Seniors have received some unpleasant news in their mailboxes in recent weeks: premiums for many Medicare prescription drug insurance plans will rise at double-digit rates next year.

Premiums for the ten most popular Medicare Part D prescription drug plans (PDPs) will rise an average of 8 percent next year – the fastest clip in five years, according to Avalere Health, a consulting and research firm. And five of the top plans will boost their average premiums anywhere from 16 percent to 26 percent.

Seniors got the bad news in the annual notices that plan providers must send to enrollees by Sept. 30 each year ahead of the annual fall enrollment period. Enrollment runs from Oct. 15 to Dec. 7 – and it is the time when seniors can shop for new drug plans, which are optional add-ons to Medicare.
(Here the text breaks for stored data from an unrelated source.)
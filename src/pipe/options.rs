//! Per-sink creation options.

use crate::encode::OutputFormat;
use crate::records::Level;

/// Options for a new pipe sink.
///
/// Both knobs are optional:
/// - `level`: minimum severity delivered to this sink (inclusive).
///   Default: accept all levels.
/// - `format`: wire encoding for this sink.
///   Default: the process-wide format from [`Config`](crate::Config).
///
/// ## Example
/// ```rust
/// use logtee::{Level, OutputFormat, PipeOpts};
///
/// let opts = PipeOpts::default()
///     .with_level(Level::Error)
///     .with_format(OutputFormat::Plaintext);
/// assert_eq!(opts.level, Some(Level::Error));
/// ```
#[derive(Debug, Clone, Copy, Default)]
pub struct PipeOpts {
    /// Minimum severity threshold; `None` accepts everything.
    pub level: Option<Level>,
    /// Wire encoding; `None` uses the process default.
    pub format: Option<OutputFormat>,
}

impl PipeOpts {
    /// Sets the minimum severity threshold (inclusive).
    #[inline]
    pub fn with_level(mut self, level: Level) -> Self {
        self.level = Some(level);
        self
    }

    /// Sets the wire encoding for this sink.
    #[inline]
    pub fn with_format(mut self, format: OutputFormat) -> Self {
        self.format = Some(format);
        self
    }
}
//! Error types used by the tee and its pipe sinks.
//!
//! Two small enums:
//!
//! - [`PipeError`] — failures of pipe-sink writes, most notably the
//!   closed-pipe condition a direct writer must be able to detect.
//! - [`EncodeError`] — failures while encoding a record for one sink.
//!
//! Inside the fan-out hook both are contained per sink and never surfaced
//! to the code that issued the log statement.

use thiserror::Error;

/// Errors produced by pipe-sink writes.
#[non_exhaustive]
#[derive(Error, Debug)]
pub enum PipeError {
    /// The sink was closed; no further writes will be accepted.
    ///
    /// Returned immediately when the sink is already closed, and returned
    /// by an in-flight write that was unblocked by a concurrent close.
    #[error("pipe sink is closed")]
    Closed,
}

impl PipeError {
    /// Returns a short stable label (snake_case) for use in logs/metrics.
    pub fn as_label(&self) -> &'static str {
        match self {
            PipeError::Closed => "pipe_closed",
        }
    }

    /// True if this error means the sink will never accept bytes again.
    #[inline]
    pub fn is_closed(&self) -> bool {
        matches!(self, PipeError::Closed)
    }
}

/// Errors produced while encoding a record for a sink.
///
/// Fatal only for that record on that sink: the record is dropped for the
/// sink and dispatch continues with the remaining sinks.
#[non_exhaustive]
#[derive(Error, Debug)]
pub enum EncodeError {
    /// Structured encoding failed.
    #[error("json encoding failed: {0}")]
    Json(#[from] serde_json::Error),
}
Many seniors don’t bother to re-shop their coverage annually – but they should. Premiums for prescription drug plans (PDPs) can jump sharply from year to year, along with the level of coverage provided for medications. Premium hikes haven’t been a big issue in Medicare Advantage, the all-in-one managed care alternative to traditional Medicare. But their networks of health care providers can change from year to year, along with quality ratings.

This year’s big premium increases should motivate enrollees to shop for new coverage during the fall enrollment. A key question for shoppers this year will be whether to buy a basic or enhanced plan.
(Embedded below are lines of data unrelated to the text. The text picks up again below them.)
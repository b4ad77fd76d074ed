//! # Pipe sink: the registered writer endpoint.
//!
//! A [`PipeSink`] wraps one side of a bounded hand-off channel together
//! with the sink's severity threshold, encoding and a cancellation token
//! that represents the OPEN→CLOSED transition.
//!
//! ## Rules
//! - `write()` never blocks once the sink is closed: it fails fast with
//!   [`PipeError::Closed`].
//! - An open sink with no consuming reader makes `write()` wait until the
//!   reader accepts the chunk, **unless** the sink closes in the meantime,
//!   in which case the wait is abandoned with [`PipeError::Closed`].
//! - `write()` is safe to call from many tasks concurrently; each chunk is
//!   delivered whole, so concurrent writers interleave at chunk granularity.
//! - Closing is owned by the consumer side (see
//!   [`PipeCloser`](crate::pipe::PipeCloser)); the sink itself only observes
//!   the token.

use tokio::sync::mpsc;
use tokio_util::sync::CancellationToken;

use crate::encode::OutputFormat;
use crate::error::PipeError;
use crate::records::Level;

/// Writer endpoint of one registered consumer.
///
/// Held by the [`SinkRegistry`](crate::pipe::SinkRegistry) and handed out
/// in snapshots to the fan-out hook. Cheap to share via `Arc`.
pub struct PipeSink {
    id: u64,
    level: Level,
    format: OutputFormat,
    tx: mpsc::Sender<Vec<u8>>,
    token: CancellationToken,
}

impl PipeSink {
    pub(crate) fn new(
        id: u64,
        level: Level,
        format: OutputFormat,
        tx: mpsc::Sender<Vec<u8>>,
        token: CancellationToken,
    ) -> Self {
        Self {
            id,
            level,
            format,
            tx,
            token,
        }
    }

    /// Stable identity of this sink within the registry.
    #[inline]
    pub fn id(&self) -> u64 {
        self.id
    }

    /// Minimum severity delivered to this sink (inclusive).
    #[inline]
    pub fn level(&self) -> Level {
        self.level
    }

    /// Wire encoding selected for this sink.
    #[inline]
    pub fn format(&self) -> OutputFormat {
        self.format
    }

    /// True once the consumer closed this sink.
    #[inline]
    pub fn is_closed(&self) -> bool {
        self.token.is_cancelled()
    }

    /// Delivers one chunk to the sink's reader.
    ///
    /// Waits for the hand-off channel to accept the chunk. Returns
    /// [`PipeError::Closed`] immediately if the sink is already closed, or
    /// as soon as a concurrent close unblocks the wait. Never panics.
    pub async fn write(&self, chunk: Vec<u8>) -> Result<(), PipeError> {
        if self.token.is_cancelled() {
            return Err(PipeError::Closed);
        }
        tokio::select! {
            _ = self.token.cancelled() => Err(PipeError::Closed),
            sent = self.tx.send(chunk) => sent.map_err(|_| PipeError::Closed),
        }
    }
}

#[cfg(test)]
mod tests {
    use std::sync::Arc;
    use std::time::Duration;

    use tokio::time::timeout;

    use super::*;

    fn sink_pair(capacity: usize) -> (PipeSink, mpsc::Receiver<Vec<u8>>, CancellationToken) {
        let (tx, rx) = mpsc::channel(capacity);
        let token = CancellationToken::new();
        let sink = PipeSink::new(1, Level::Trace, OutputFormat::Json, tx, token.clone());
        (sink, rx, token)
    }

    #[tokio::test]
    async fn test_write_after_close_fails_immediately() {
        let (sink, _rx, token) = sink_pair(1);
        token.cancel();
        let err = sink.write(b"x".to_vec()).await.unwrap_err();
        assert!(err.is_closed());
    }

    #[tokio::test]
    async fn test_blocked_write_unblocked_by_close() {
        let (sink, _rx, token) = sink_pair(1);
        // First chunk fills the hand-off slot; the second must wait.
        sink.write(b"a".to_vec()).await.unwrap();

        let sink = Arc::new(sink);
        let writer = {
            let sink = Arc::clone(&sink);
            tokio::spawn(async move { sink.write(b"b".to_vec()).await })
        };

        tokio::task::yield_now().await;
        token.cancel();

        let result = timeout(Duration::from_secs(1), writer)
            .await
            .expect("write did not unblock after close")
            .unwrap();
        assert!(result.unwrap_err().is_closed());
    }

    #[tokio::test]
    async fn test_delivered_chunks_arrive_whole_and_in_order() {
        let (sink, mut rx, _token) = sink_pair(1);
        let sink = Arc::new(sink);

        let writer = {
            let sink = Arc::clone(&sink);
            tokio::spawn(async move {
                for i in 0..5u8 {
                    sink.write(vec![i; 3]).await.unwrap();
                }
            })
        };

        for i in 0..5u8 {
            let chunk = rx.recv().await.unwrap();
            assert_eq!(chunk, vec![i; 3]);
        }
        writer.await.unwrap();
    }
}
Basic plans come with a gap in coverage, often called the “donut hole,” where the beneficiary must pay out of pocket after reaching a cap. In 2016, the gap starts when you and your insurance company have spent a combined $3,310, and coverage resumes when total spending reaches $4,850.

The largest basic plan, SilverScript Choice, will charge an average of $22.56 per month next year. Humana Walmart RX will charge $18.49 per month.

Most enhanced plans offer some coverage in the so-called donut hole, but also come with higher premiums. For example, AARP MedicareRX Preferred, which is the largest of the top 10 plans, will see its average premium jump 21 percent next year to $60.79, according to Avalere.